30 January 2014
Flight to Mount Everest
The view stretches out 300 kilometres across the Himalayas. In the centre is Mount Everest (8848 metres); Lhotse (8516 metres) is to the right. MACS, the specialised apparatus developed and built by DLR, is fitted in an unpressurised instrument container mounted beneath the wing of a Stemme S10-VTX motorised glider.
The motorised glider Stemme S10-VTX
The Stemme S10-VTX glider has a retractable propeller mounted on its nose. The University of Applied Sciences in Aachen contributed the aircraft for the expedition.
DLR (CC-BY 3.0).
The team of German pilots from the Mountain Wave Project (MWP) and DLR researchers
From left to right: René Heise, Daniel Hein, Jona Keimer, Klaus Ohlmann, Jörg Brauchle, Heiderose Häsler.
Approaching Mount Everest
Soaring up towards Mount Everest (8848 metres, centre-left, rear), with Nuptse (7861 metres) in front.
A team of German pilots from the Mountain Wave Project (MWP) and researchers from the German Aerospace Center (Deutsches Zentrum für Luft- und Raumfahrt; DLR) have achieved a groundbreaking feat around the highest mountain on Earth.
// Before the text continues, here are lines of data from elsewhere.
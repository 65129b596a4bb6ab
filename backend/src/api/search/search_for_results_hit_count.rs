use crate::api::search::search_sql::{SQL_OPTIONS_CLAUSE, build_sql_where_clause};
use crate::api::search::{PreparedSearch, prepare_search};
use crate::db_utils::manticore_utils::SearchBackend;
use common::search_form::SearchForm;
use serde::{Deserialize, Serialize};

#[derive(Debug, Clone, PartialEq, Serialize, Deserialize)]
pub struct SearchForResultsHitCountResponse {
    pub total_count: u64,
}

pub async fn search_for_results_hit_count(
    backend: &SearchBackend,
    form: SearchForm,
    raw: &[(String, String)],
) -> anyhow::Result<u64> {
    let (query, filters) = match prepare_search(form, raw) {
        PreparedSearch::NoQuery(_) => return Ok(0),
        PreparedSearch::Ready { query, filters } => (query, filters),
    };
    let sql_where_clause = build_sql_where_clause(&query.query_string, &filters)?;
    let index = &backend.index_name;
    let sql = format!(
        "
        SELECT COUNT(*) AS total_count
        FROM {index}
        {sql_where_clause}
        {SQL_OPTIONS_CLAUSE}
        ;",
    );
    let response = backend.manticore_search_sql::<SearchForResultsHitCountResponse>(sql).await?;
    let response = response.hits.hits;
    if response.is_empty() {
        return Ok(0);
    }
    Ok(response[0]._source.total_count)
}
//! Input layer: validation point tables and observed-area series.

mod areas;
mod points;
mod source;

pub use areas::{load_area_series, AreaSeries};
pub use points::{load_validation_points, ValidationPoint};
pub use source::InputProvenance;

pub(crate) use source::read_with_provenance;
For the first time, they flew to the summit of Mount Everest, 8848 metres above sea level, in a motorised glider – taking with them a special 3D camera, the Modular Airborne Camera System, or MACS. This innovative camera system, developed as part of DLR's focus on technology for security, has been designed to provide the data required to produce a remarkably precise 3D model of the Nepalese Everest region with a resolution of down to 15 centimetres. These images will help improve forecasts of landslides and floods resulting from the outbursting of glacial lakes.
Record-breaking MWP pilot Klaus Ohlmann and co-pilot Jona Keimer needed one and a half hours to reach their destination. They took off from the expedition base camp at Pokhara airport in Nepal on 28 January 2014 and flew along the Himalayas en route to Mount Everest. There, they used mountain waves to gradually gain altitude: "The conditions were ideal, despite the wind speeds at the summit of Everest, which neared 100 kilometres per hour," commented Ohlmann. “The almost turbulence-free slope updrafts helped us ascend quickly." While they were focused on flying, DLR's MACS went about its scientific business from inside a pod on the underside of the starboard wing.
DLR project manager Jörg Brauchle was thrilled at the flawless performance of the 3D camera system at altitudes exceeding 8000 metres: "The pilots did a fantastic job. We were able to fly over all the planned areas in the Nepalese Everest region – including the famous escape route between Lukla and Mount Everest – in 90 minutes." Brauchle and his colleagues from the DLR Institute of Optical Sensor Systems can now, step by step, create computer models of the Khumbu Valley and the adjacent glaciers. "The Khumbu Valley is of particular scientific interest to us because this is where our international partners from the International Centre for Integrated Mountain Development (ICIMOD) operate their test areas and where they have been, for many years now, analysing the slopes and glaciers." They provide valuable comparative measurements for the recently acquired 3D images. Glacier researchers can now draw on the highly accurate 3D data to produce comprehensive and accurate analyses for civil protection.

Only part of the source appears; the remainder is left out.